Prompt >>
Reproduce every record exactly as written.

◇ ◇ ◇ ◇ ◇

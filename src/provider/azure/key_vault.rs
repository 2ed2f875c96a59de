//! # Azure Key Vault Client
//!
//! Client for reading secrets from the Azure Key Vault Secrets API.
//!
//! This module provides functionality to:
//! - Retrieve the latest version of a secret
//! - Authenticate with the Azure CLI session, Managed Identity or Workload Identity

use crate::config::{AzureAuthMethod, AzureConfig};
use crate::provider::{SecretError, SecretProvider, SecretValue};
use anyhow::{Context, Result};
use async_trait::async_trait;
use azure_core::credentials::TokenCredential;
use azure_identity::{
    AzureCliCredential, ManagedIdentityCredential, ManagedIdentityCredentialOptions,
    UserAssignedId, WorkloadIdentityCredential, WorkloadIdentityCredentialOptions,
};
use azure_security_keyvault_secrets::models::Secret;
use azure_security_keyvault_secrets::SecretClient;
use std::sync::Arc;
use std::time::Instant;
use tracing::{debug, info, Instrument};

const PROVIDER: &str = "azure";

/// Azure Key Vault provider implementation
pub struct AzureKeyVault {
    client: SecretClient,
    vault_url: String,
}

impl std::fmt::Debug for AzureKeyVault {
    fn fmt(&self, f: &mut std::fmt::Formatter<'_>) -> std::fmt::Result {
        f.debug_struct("AzureKeyVault")
            .field("vault_url", &self.vault_url)
            .finish_non_exhaustive()
    }
}

impl AzureKeyVault {
    /// Create a new Azure Key Vault client
    ///
    /// # Errors
    /// Returns an error if the credential or the `SecretClient` cannot be created.
    pub fn new(config: &AzureConfig) -> Result<Self> {
        let vault_url = config.vault_url();
        let credential = build_credential(config)?;

        let client = SecretClient::new(&vault_url, credential, None)
            .context("Failed to create Azure Key Vault SecretClient")?;

        info!(
            vault_url = %vault_url,
            region = %config.region,
            resource_group = %config.resource_group,
            "Azure Key Vault provider initialized"
        );

        Ok(Self { client, vault_url })
    }

    fn vault_name(&self) -> &str {
        self.vault_url
            .strip_prefix("https://")
            .and_then(|s| s.split('.').next())
            .unwrap_or("unknown")
    }
}

fn build_credential(config: &AzureConfig) -> Result<Arc<dyn TokenCredential>> {
    let credential: Arc<dyn TokenCredential> = match config.auth {
        AzureAuthMethod::Cli => {
            info!("Using Azure CLI authentication");
            AzureCliCredential::new(None).context("Failed to create AzureCliCredential")?
        }
        AzureAuthMethod::ManagedIdentity => {
            let options = config.client_id.as_ref().map(|client_id| {
                info!(client_id = %client_id, "Using user-assigned Managed Identity");
                ManagedIdentityCredentialOptions {
                    user_assigned_id: Some(UserAssignedId::ClientId(client_id.clone())),
                    ..Default::default()
                }
            });
            if options.is_none() {
                info!("Using system-assigned Managed Identity");
            }
            ManagedIdentityCredential::new(options)
                .context("Failed to create ManagedIdentityCredential")?
        }
        AzureAuthMethod::WorkloadIdentity => {
            // Without a client id the credential falls back to AZURE_CLIENT_ID
            info!(
                client_id = config.client_id.as_deref().unwrap_or("<from AZURE_CLIENT_ID>"),
                "Using Azure Workload Identity authentication"
            );
            let options = WorkloadIdentityCredentialOptions {
                client_id: config.client_id.clone(),
                ..Default::default()
            };
            WorkloadIdentityCredential::new(Some(options))
                .context("Failed to create WorkloadIdentityCredential")?
        }
    };
    Ok(credential)
}

#[async_trait]
impl SecretProvider for AzureKeyVault {
    fn provider_name(&self) -> &'static str {
        PROVIDER
    }

    async fn get_secret(&self, secret_name: &str) -> Result<SecretValue, SecretError> {
        let span = tracing::debug_span!(
            "azure.keyvault.secret.get",
            secret.name = secret_name,
            vault.name = self.vault_name()
        );
        let start = Instant::now();

        async move {
            // No version parameter: the latest version is returned
            let response = self
                .client
                .get_secret(secret_name, None)
                .await
                .map_err(|e| classify_error(secret_name, &e.to_string()))?;

            let secret = serde_json::from_slice::<Secret>(&response.into_body()).map_err(|e| {
                SecretError::Decode {
                    provider: PROVIDER,
                    name: secret_name.to_string(),
                    message: format!("failed to deserialize Key Vault response: {e}"),
                }
            })?;

            debug!(
                duration_ms = start.elapsed().as_millis(),
                "Retrieved Azure secret"
            );

            secret
                .value
                .map(SecretValue::text)
                .ok_or_else(|| SecretError::Decode {
                    provider: PROVIDER,
                    name: secret_name.to_string(),
                    message: "Key Vault response has no value".to_string(),
                })
        }
        .instrument(span)
        .await
    }
}

/// Classify a Key Vault client error from its rendered message
fn classify_error(secret_name: &str, message: &str) -> SecretError {
    let message = message.to_string();
    let contains = |needles: &[&str]| needles.iter().any(|n| message.contains(n));

    if contains(&["SecretNotFound", "404", "not found"]) {
        SecretError::NotFound {
            provider: PROVIDER,
            name: secret_name.to_string(),
            message,
        }
    } else if contains(&["Forbidden", "Unauthorized", "401", "403"]) {
        SecretError::PermissionDenied {
            provider: PROVIDER,
            message,
        }
    } else if contains(&["SecretDisabled", "BadParameter", "400"]) {
        SecretError::InvalidRequest {
            provider: PROVIDER,
            message,
        }
    } else if contains(&["500", "502", "503", "504", "InternalServerError"]) {
        SecretError::InternalService {
            provider: PROVIDER,
            message,
        }
    } else if contains(&["credential", "az login", "AzureCliCredential"]) {
        SecretError::PermissionDenied {
            provider: PROVIDER,
            message,
        }
    } else if contains(&["dns", "connect", "timed out", "Io error"]) {
        SecretError::Transport {
            provider: PROVIDER,
            message,
        }
    } else {
        SecretError::Unexpected {
            provider: PROVIDER,
            message,
        }
    }
}

#[cfg(test)]
mod tests {
    use super::*;

    #[test]
    fn test_classify_not_found() {
        let error = classify_error(
            "db-password",
            "HttpResponse(NotFound, \"SecretNotFound\"): A secret with (name/id) db-password was not found",
        );
        assert_eq!(error.kind(), "not_found");
        assert_eq!(error.provider(), "azure");
    }

    #[test]
    fn test_classify_forbidden() {
        let error = classify_error("db", "HttpResponse(Forbidden, \"Forbidden\"): caller is not authorized");
        assert_eq!(error.kind(), "permission_denied");
    }

    #[test]
    fn test_classify_disabled_secret() {
        let error = classify_error("db", "HttpResponse(BadRequest, \"SecretDisabled\"): operation get is not allowed");
        assert_eq!(error.kind(), "invalid_request");
    }

    #[test]
    fn test_classify_server_error() {
        let error = classify_error("db", "HttpResponse(ServiceUnavailable, \"503\")");
        assert_eq!(error.kind(), "internal_service_error");
    }

    #[test]
    fn test_classify_missing_cli_login() {
        let error = classify_error("db", "AzureCliCredential authentication failed. Please run 'az login'");
        assert_eq!(error.kind(), "permission_denied");
    }

    #[test]
    fn test_classify_connection_failure() {
        let error = classify_error("db", "Io error: failed to connect to host");
        assert_eq!(error.kind(), "transport_error");
    }

    #[test]
    fn test_classify_unknown() {
        assert_eq!(classify_error("db", "something odd").kind(), "unexpected");
    }
}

◇ ◇ ◇ ◇ ◇

Exercise response >>
filename src/provider/azure/key_vault.rs
repository 2ed2f875c96a59de
//! # Azure Key Vault Client
//!
//! Client for reading secrets from the Azure Key Vault Secrets API.
//!
//! This module provides functionality to:
//! - Retrieve the latest version of a secret
//! - Authenticate with the Azure CLI session, Managed Identity or Workload Identity

use crate::config::{AzureAuthMethod, AzureConfig};
use crate::provider::{SecretError, SecretProvider, SecretValue};
use anyhow::{Context, Result};
use async_trait::async_trait;
use azure_core::credentials::TokenCredential;
use azure_identity::{
    AzureCliCredential, ManagedIdentityCredential, ManagedIdentityCredentialOptions,
    UserAssignedId, WorkloadIdentityCredential, WorkloadIdentityCredentialOptions,
};
use azure_security_keyvault_secrets::models::Secret;
use azure_security_keyvault_secrets::SecretClient;
use std::sync::Arc;
use std::time::Instant;
use tracing::{debug, info, Instrument};

const PROVIDER: &str = "azure";

/// Azure Key Vault provider implementation
pub struct AzureKeyVault {
    client: SecretClient,
    vault_url: String,
}

impl std::fmt::Debug for AzureKeyVault {
    fn fmt(&self, f: &mut std::fmt::Formatter<'_>) -> std::fmt::Result {
        f.debug_struct("AzureKeyVault")
            .field("vault_url", &self.vault_url)
            .finish_non_exhaustive()
    }
}

impl AzureKeyVault {
    /// Create a new Azure Key Vault client
    ///
    /// # Errors
    /// Returns an error if the credential or the `SecretClient` cannot be created.
    pub fn new(config: &AzureConfig) -> Result<Self> {
        let vault_url = config.vault_url();
        let credential = build_credential(config)?;

        let client = SecretClient::new(&vault_url, credential, None)
            .context("Failed to create Azure Key Vault SecretClient")?;

        info!(
            vault_url = %vault_url,
            region = %config.region,
            resource_group = %config.resource_group,
            "Azure Key Vault provider initialized"
        );

        Ok(Self { client, vault_url })
    }

    fn vault_name(&self) -> &str {
        self.vault_url
            .strip_prefix("https://")
            .and_then(|s| s.split('.').next())
            .unwrap_or("unknown")
    }
}

fn build_credential(config: &AzureConfig) -> Result<Arc<dyn TokenCredential>> {
    let credential: Arc<dyn TokenCredential> = match config.auth {
        AzureAuthMethod::Cli => {
            info!("Using Azure CLI authentication");
            AzureCliCredential::new(None).context("Failed to create AzureCliCredential")?
        }
        AzureAuthMethod::ManagedIdentity => {
            let options = config.client_id.as_ref().map(|client_id| {
                info!(client_id = %client_id, "Using user-assigned Managed Identity");
                ManagedIdentityCredentialOptions {
                    user_assigned_id: Some(UserAssignedId::ClientId(client_id.clone())),
                    ..Default::default()
                }
            });
            if options.is_none() {
                info!("Using system-assigned Managed Identity");
            }
            ManagedIdentityCredential::new(options)
                .context("Failed to create ManagedIdentityCredential")?
        }
        AzureAuthMethod::WorkloadIdentity => {
            // Without a client id the credential falls back to AZURE_CLIENT_ID
            info!(
                client_id = config.client_id.as_deref().unwrap_or("<from AZURE_CLIENT_ID>"),
                "Using Azure Workload Identity authentication"
            );
            let options = WorkloadIdentityCredentialOptions {
                client_id: config.client_id.clone(),
                ..Default::default()
            };
            WorkloadIdentityCredential::new(Some(options))
                .context("Failed to create WorkloadIdentityCredential")?
        }
    };
    Ok(credential)
}

#[async_trait]
impl SecretProvider for AzureKeyVault {
    fn provider_name(&self) -> &'static str {
        PROVIDER
    }

    async fn get_secret(&self, secret_name: &str) -> Result<SecretValue, SecretError> {
        let span = tracing::debug_span!(
            "azure.keyvault.secret.get",
            secret.name = secret_name,
            vault.name = self.vault_name()
        );
        let start = Instant::now();

        async move {
            // No version parameter: the latest version is returned
            let response = self
                .client
                .get_secret(secret_name, None)
                .await
                .map_err(|e| classify_error(secret_name, &e.to_string()))?;

            let secret = serde_json::from_slice::<Secret>(&response.into_body()).map_err(|e| {
                SecretError::Decode {
                    provider: PROVIDER,
                    name: secret_name.to_string(),
                    message: format!("failed to deserialize Key Vault response: {e}"),
                }
            })?;

            debug!(
                duration_ms = start.elapsed().as_millis(),
                "Retrieved Azure secret"
            );

            secret
                .value
                .map(SecretValue::text)
                .ok_or_else(|| SecretError::Decode {
                    provider: PROVIDER,
                    name: secret_name.to_string(),
                    message: "Key Vault response has no value".to_string(),
                })
        }
        .instrument(span)
        .await
    }
}

/// Classify a Key Vault client error from its rendered message
fn classify_error(secret_name: &str, message: &str) -> SecretError {
    let message = message.to_string();
    let contains = |needles: &[&str]| needles.iter().any(|n| message.contains(n));

    if contains(&["SecretNotFound", "404", "not found"]) {
        SecretError::NotFound {
            provider: PROVIDER,
            name: secret_name.to_string(),
            message,
        }
    } else if contains(&["Forbidden", "Unauthorized", "401", "403"]) {
        SecretError::PermissionDenied {
            provider: PROVIDER,
            message,
        }
    } else if contains(&["SecretDisabled", "BadParameter", "400"]) {
        SecretError::InvalidRequest {
            provider: PROVIDER,
            message,
        }
    } else if contains(&["500", "502", "503", "504", "InternalServerError"]) {
        SecretError::InternalService {
            provider: PROVIDER,
            message,
        }
    } else if contains(&["credential", "az login", "AzureCliCredential"]) {
        SecretError::PermissionDenied {
            provider: PROVIDER,
            message,
        }
    } else if contains(&["dns", "connect", "timed out", "Io error"]) {
        SecretError::Transport {
            provider: PROVIDER,
            message,
        }
    } else {
        SecretError::Unexpected {
            provider: PROVIDER,
            message,
        }
    }
}

#[cfg(test)]
mod tests {
    use super::*;

    #[test]
    fn test_classify_not_found() {
        let error = classify_error(
            "db-password",
            "HttpResponse(NotFound, \"SecretNotFound\"): A secret with (name/id) db-password was not found",
        );
        assert_eq!(error.kind(), "not_found");
        assert_eq!(error.provider(), "azure");
    }

    #[test]
    fn test_classify_forbidden() {
        let error = classify_error("db", "HttpResponse(Forbidden, \"Forbidden\"): caller is not authorized");
        assert_eq!(error.kind(), "permission_denied");
    }

    #[test]
    fn test_classify_disabled_secret() {
        let error = classify_error("db", "HttpResponse(BadRequest, \"SecretDisabled\"): operation get is not allowed");
        assert_eq!(error.kind(), "invalid_request");
    }

    #[test]
    fn test_classify_server_error() {
        let error = classify_error("db", "HttpResponse(ServiceUnavailable, \"503\")");
        assert_eq!(error.kind(), "internal_service_error");
    }

    #[test]
    fn test_classify_missing_cli_login() {
        let error = classify_error("db", "AzureCliCredential authentication failed. Please run 'az login'");
        assert_eq!(error.kind(), "permission_denied");
    }

    #[test]
    fn test_classify_connection_failure() {
        let error = classify_error("db", "Io error: failed to connect to host");
        assert_eq!(error.kind(), "transport_error");
    }

    #[test]
    fn test_classify_unknown() {
        assert_eq!(classify_error("db", "something odd").kind(), "unexpected");
    }
}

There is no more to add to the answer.